» Work instruction:
Whenever a line in the entries below contains "plataforma", copy that line.

[Saved entries]
■ ■ ■ ■
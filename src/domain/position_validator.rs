//! 位置校验器
//!
//! 多片段匹配的几何一致性检查，拒绝散落在页面各处的伪匹配

use serde::{Deserialize, Serialize};

use super::document::SearchResult;

/// 校验阈值（单位: pt）
#[derive(Debug, Clone, PartialEq, Serialize, Deserialize)]
pub struct ValidatorConfig {
    /// 跨页时上一结果底边与下一结果顶边的最大距离
    #[serde(default = "default_page_gap_tolerance")]
    pub page_gap_tolerance: f64,
    /// 判定为同一行的垂直中心最大差值
    #[serde(default = "default_line_tolerance")]
    pub line_tolerance: f64,
    /// 允许的换行次数
    #[serde(default = "default_max_line_changes")]
    pub max_line_changes: usize,
    /// 同一行相邻结果的最大水平间距
    #[serde(default = "default_horizontal_tolerance")]
    pub horizontal_tolerance: f64,
    /// 同一行间距相对平均间距的最大偏差
    #[serde(default = "default_spacing_tolerance")]
    pub spacing_tolerance: f64,
}

fn default_page_gap_tolerance() -> f64 {
    30.0
}

fn default_line_tolerance() -> f64 {
    30.0
}

fn default_max_line_changes() -> usize {
    2
}

fn default_horizontal_tolerance() -> f64 {
    100.0
}

fn default_spacing_tolerance() -> f64 {
    50.0
}

impl Default for ValidatorConfig {
    fn default() -> Self {
        Self {
            page_gap_tolerance: default_page_gap_tolerance(),
            line_tolerance: default_line_tolerance(),
            max_line_changes: default_max_line_changes(),
            horizontal_tolerance: default_horizontal_tolerance(),
            spacing_tolerance: default_spacing_tolerance(),
        }
    }
}

/// 校验失败原因
#[derive(Debug, Clone, Copy, PartialEq, Eq, Serialize, Deserialize)]
#[serde(rename_all = "snake_case")]
pub enum InvalidReason {
    DifferentPages,
    DifferentLines,
    WrongOrder,
    InconsistentLayout,
}

impl InvalidReason {
    pub fn as_str(&self) -> &'static str {
        match self {
            InvalidReason::DifferentPages => "different_pages",
            InvalidReason::DifferentLines => "different_lines",
            InvalidReason::WrongOrder => "wrong_order",
            InvalidReason::InconsistentLayout => "inconsistent_layout",
        }
    }
}

impl std::fmt::Display for InvalidReason {
    fn fmt(&self, f: &mut std::fmt::Formatter<'_>) -> std::fmt::Result {
        f.write_str(self.as_str())
    }
}

/// 校验结果
#[derive(Debug, Clone, Copy, PartialEq, Eq)]
pub enum Validation {
    Valid,
    Invalid(InvalidReason),
}

/// 位置校验器
#[derive(Debug, Clone, Default)]
pub struct PositionValidator {
    config: ValidatorConfig,
}

impl PositionValidator {
    pub fn new(config: ValidatorConfig) -> Self {
        Self { config }
    }

    pub fn config(&self) -> &ValidatorConfig {
        &self.config
    }

    /// 校验按片段偏移排序的结果
    ///
    /// 依次检查：跨页连续性、垂直一致性、同行水平顺序、同行间距一致性
    pub fn validate(&self, results: &[SearchResult]) -> Validation {
        if results.len() < 2 {
            return Validation::Valid;
        }

        if let Err(reason) = self.check_page_continuity(results) {
            return Validation::Invalid(reason);
        }
        if let Err(reason) = self.check_vertical_consistency(results) {
            return Validation::Invalid(reason);
        }

        let gaps = match self.same_line_gaps(results) {
            Ok(gaps) => gaps,
            Err(reason) => return Validation::Invalid(reason),
        };
        if let Err(reason) = self.check_layout(&gaps) {
            return Validation::Invalid(reason);
        }

        Validation::Valid
    }

    fn check_page_continuity(&self, results: &[SearchResult]) -> Result<(), InvalidReason> {
        for pair in results.windows(2) {
            let (first, second) = (&pair[0], &pair[1]);
            if first.page_index == second.page_index {
                continue;
            }
            if second.page_index != first.page_index + 1 {
                return Err(InvalidReason::DifferentPages);
            }
            let gap = (second.bounds.top() - first.bounds.bottom()).abs();
            if gap > self.config.page_gap_tolerance {
                return Err(InvalidReason::DifferentPages);
            }
        }
        Ok(())
    }

    fn check_vertical_consistency(&self, results: &[SearchResult]) -> Result<(), InvalidReason> {
        let line_changes = results
            .windows(2)
            .filter(|pair| !self.on_same_line(&pair[0], &pair[1]))
            .count();

        if line_changes > self.config.max_line_changes {
            return Err(InvalidReason::DifferentLines);
        }
        Ok(())
    }

    /// 同行相邻结果的水平间距，顺序错误或间距过大时失败
    fn same_line_gaps(&self, results: &[SearchResult]) -> Result<Vec<f64>, InvalidReason> {
        let mut gaps = Vec::new();
        for pair in results.windows(2) {
            let (first, second) = (&pair[0], &pair[1]);
            if first.page_index != second.page_index || !self.on_same_line(first, second) {
                continue;
            }
            let gap = second.bounds.left() - first.bounds.right();
            if gap < 0.0 || gap > self.config.horizontal_tolerance {
                return Err(InvalidReason::WrongOrder);
            }
            gaps.push(gap);
        }
        Ok(gaps)
    }

    fn check_layout(&self, gaps: &[f64]) -> Result<(), InvalidReason> {
        if gaps.len() < 2 {
            return Ok(());
        }
        let mean = gaps.iter().sum::<f64>() / gaps.len() as f64;
        if gaps
            .iter()
            .any(|gap| (gap - mean).abs() > self.config.spacing_tolerance)
        {
            return Err(InvalidReason::InconsistentLayout);
        }
        Ok(())
    }

    fn on_same_line(&self, first: &SearchResult, second: &SearchResult) -> bool {
        (first.bounds.center_y() - second.bounds.center_y()).abs() <= self.config.line_tolerance
    }
}
//! Configuration Loader
//!
//! 实现多源配置加载与合并逻辑
//!
//! 优先级（从高到低）：
//! 1. 环境变量
//! 2. 配置文件（config.toml）
//! 3. 默认值

use config::{Config, ConfigError as ConfigCrateError, Environment, File};
use std::path::Path;
use thiserror::Error;

use super::types::AppConfig;

/// 配置加载错误
#[derive(Debug, Error)]
pub enum ConfigError {
    #[error("Failed to load configuration: {0}")]
    LoadError(String),

    #[error("Failed to parse configuration: {0}")]
    ParseError(String),

    #[error("Configuration validation failed: {0}")]
    ValidationError(String),
}

impl From<ConfigCrateError> for ConfigError {
    fn from(err: ConfigCrateError) -> Self {
        ConfigError::LoadError(err.to_string())
    }
}

/// 配置文件搜索路径
const CONFIG_FILE_NAMES: &[&str] = &["config", "config.local"];

/// 环境变量前缀
const ENV_PREFIX: &str = "READALONG";

/// 加载应用配置
///
/// 按优先级从高到低合并配置：
/// 1. 环境变量（前缀 `READALONG_`，层级分隔符 `__`）
/// 2. 配置文件（config.toml 或 config.local.toml）
/// 3. 默认值
///
/// # 环境变量示例
/// - `READALONG_PLAYBACK__ADVANCE_DELAY_MS=250`
/// - `READALONG_LOCATOR__SEARCH_RADIUS=3`
/// - `READALONG_SPEECH__ENGINE__WORD_DELAY_MS=80`
/// - `READALONG_LOG__JSON=true`
pub fn load_config() -> Result<AppConfig, ConfigError> {
    load_config_from_path(None)
}

/// 从指定路径加载配置
///
/// # 参数
/// - `config_path` - 可选的配置文件路径，如果为 None 则使用默认搜索路径
pub fn load_config_from_path(config_path: Option<&Path>) -> Result<AppConfig, ConfigError> {
    let mut builder = Config::builder();

    // 1. 标量默认值（最低优先级），分隔符列表由 serde 默认值补齐
    builder = builder
        .set_default("segmenter.soft_breaks", false)?
        .set_default("segmenter.min_chars_for_soft", 20)?
        .set_default("locator.search_radius", 2)?
        .set_default("locator.selection.segment_len", 3)?
        .set_default("locator.selection.coverage_ratio", 0.6)?
        .set_default("locator.selection.max_segments", 5)?
        .set_default("validator.page_gap_tolerance", 30.0)?
        .set_default("validator.line_tolerance", 30.0)?
        .set_default("validator.max_line_changes", 2)?
        .set_default("validator.horizontal_tolerance", 100.0)?
        .set_default("validator.spacing_tolerance", 50.0)?
        .set_default("cache.max_entries", 100)?
        .set_default("cache.cleanup_threshold", 80)?
        .set_default("cache.max_age_ms", 300_000)?
        .set_default("playback.advance_delay_ms", 100)?
        .set_default("speech.engine.name", "simulated")?
        .set_default("speech.engine.word_delay_ms", 120)?
        .set_default("speech.engine.max_word_chars", 8)?
        .set_default("speech.fallback_enabled", false)?
        .set_default("log.level", "info")?
        .set_default("log.json", false)?;

    // 2. 添加配置文件（如果存在）
    if let Some(path) = config_path {
        builder = builder.add_source(File::from(path).required(true));
    } else {
        for name in CONFIG_FILE_NAMES {
            builder = builder.add_source(File::with_name(name).required(false));
        }
    }

    // 3. 添加环境变量（最高优先级）
    // 例如: READALONG_PLAYBACK__ADVANCE_DELAY_MS=250
    builder = builder.add_source(
        Environment::with_prefix(ENV_PREFIX)
            .prefix_separator("_")
            .separator("__")
            .try_parsing(true),
    );

    let config = builder.build()?;

    let app_config: AppConfig = config.try_deserialize().map_err(|e| {
        ConfigError::ParseError(format!("Failed to deserialize config: {}", e))
    })?;

    validate_config(&app_config)?;

    Ok(app_config)
}

/// 验证配置有效性
fn validate_config(config: &AppConfig) -> Result<(), ConfigError> {
    let selection = &config.locator.selection;
    if selection.segment_len == 0 {
        return Err(ConfigError::ValidationError(
            "Segment length cannot be 0".to_string(),
        ));
    }
    if !(selection.coverage_ratio > 0.0 && selection.coverage_ratio <= 1.0) {
        return Err(ConfigError::ValidationError(format!(
            "Coverage ratio must be in (0, 1], got {}",
            selection.coverage_ratio
        )));
    }
    if selection.max_segments == 0 {
        return Err(ConfigError::ValidationError(
            "Max segments cannot be 0".to_string(),
        ));
    }

    if config.cache.max_entries == 0 {
        return Err(ConfigError::ValidationError(
            "Cache max entries cannot be 0".to_string(),
        ));
    }
    if config.cache.cleanup_threshold > config.cache.max_entries {
        return Err(ConfigError::ValidationError(format!(
            "Cache cleanup threshold ({}) exceeds max entries ({})",
            config.cache.cleanup_threshold, config.cache.max_entries
        )));
    }

    if config.layout.chars_per_line == 0 || config.layout.char_width <= 0.0 {
        return Err(ConfigError::ValidationError(
            "Layout needs a positive line width and char width".to_string(),
        ));
    }

    if config.speech.engine.max_word_chars == 0 {
        return Err(ConfigError::ValidationError(
            "Speech max word chars cannot be 0".to_string(),
        ));
    }

    Ok(())
}

/// 打印配置信息（用于启动时日志）
pub fn print_config(config: &AppConfig) {
    tracing::info!("=== Application Configuration ===");
    tracing::info!("Soft Breaks: {}", config.segmenter.soft_breaks);
    tracing::info!(
        "Locator: radius={} segment_len={} coverage={} max_segments={}",
        config.locator.search_radius,
        config.locator.selection.segment_len,
        config.locator.selection.coverage_ratio,
        config.locator.selection.max_segments
    );
    tracing::info!(
        "Cache: max_entries={} cleanup_threshold={} max_age={}ms",
        config.cache.max_entries,
        config.cache.cleanup_threshold,
        config.cache.max_age_ms
    );
    tracing::info!("Advance Delay: {}ms", config.playback.advance_delay_ms);
    tracing::info!("Speech Engine: {}", config.speech.engine.name);
    tracing::info!("Fallback Enabled: {}", config.speech.fallback_enabled);
    tracing::info!("Log Level: {}", config.log.level);
    tracing::info!("=================================");
}
pub mod outcome;
pub mod runner;

pub use outcome::{needs_migration, MigrationOutcome};
pub use runner::{write_log, MigratedRecord, MigrationRun, MigrationSummary};
//! Configuração do recops carregada a partir de `recops.toml`.
//!
//! A struct [`RecopsConfig`] contém todos os parâmetros configuráveis.
//! Valores não presentes no arquivo usam defaults correspondentes à
//! plataforma de produção. As variáveis de ambiente `EMAIL` e `PASS` têm
//! precedência sobre o arquivo para as credenciais.

use serde::Deserialize;
use std::path::Path;

use crate::error::RecopsError;

/// Configuração de nível superior carregada de `recops.toml`.
#[derive(Debug, Clone, Deserialize)]
pub struct RecopsConfig {
    /// Email usado para abrir uma sessão na API.
    #[serde(default)]
    pub email: String,

    /// Senha usada para abrir uma sessão na API.
    #[serde(default)]
    pub password: String,

    /// URL base da API da plataforma.
    #[serde(default = "default_base_url")]
    pub base_url: String,

    /// Bucket de armazenamento para onde os currículos são migrados.
    #[serde(default = "default_bucket")]
    pub bucket: String,

    /// Tamanho de página da listagem de currículos.
    #[serde(default = "default_page_size")]
    pub page_size: u64,

    /// Atraso em milissegundos entre tentativas de migração.
    #[serde(default = "default_throttle_ms")]
    pub throttle_ms: u64,
}

fn default_base_url() -> String {
    "https://api.hipeople.io/api".to_string()
}

fn default_bucket() -> String {
    "prod-assessments-media-uploads".to_string()
}

fn default_page_size() -> u64 {
    500
}

fn default_throttle_ms() -> u64 {
    1000
}

impl Default for RecopsConfig {
    fn default() -> Self {
        Self {
            email: String::new(),
            password: String::new(),
            base_url: default_base_url(),
            bucket: default_bucket(),
            page_size: default_page_size(),
            throttle_ms: default_throttle_ms(),
        }
    }
}

impl RecopsConfig {
    /// Carrega a configuração de `recops.toml` no diretório atual.
    /// Usa valores padrão se o arquivo não existir.
    pub fn load() -> Result<Self, RecopsError> {
        let path = Path::new("recops.toml");
        let mut config = if path.exists() {
            let contents = std::fs::read_to_string(path)?;
            toml::from_str::<RecopsConfig>(&contents)?
        } else {
            Self::default()
        };

        // Variáveis de ambiente têm precedência sobre o arquivo para as credenciais.
        if let Ok(email) = std::env::var("EMAIL") {
            if !email.is_empty() {
                config.email = email;
            }
        }
        if let Ok(password) = std::env::var("PASS") {
            if !password.is_empty() {
                config.password = password;
            }
        }

        Ok(config)
    }

    /// Retorna as credenciais da sessão, falhando se alguma estiver ausente.
    pub fn credentials(&self) -> Result<(&str, &str), RecopsError> {
        if self.email.is_empty() || self.password.is_empty() {
            return Err(RecopsError::Config(
                "EMAIL and PASS must be set (environment or recops.toml)".to_string(),
            ));
        }
        Ok((&self.email, &self.password))
    }
}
■ ■ ■ ■
» Exercise answer:
//! plataforma de produção. As variáveis de ambiente `EMAIL` e `PASS` têm
    /// URL base da API da plataforma.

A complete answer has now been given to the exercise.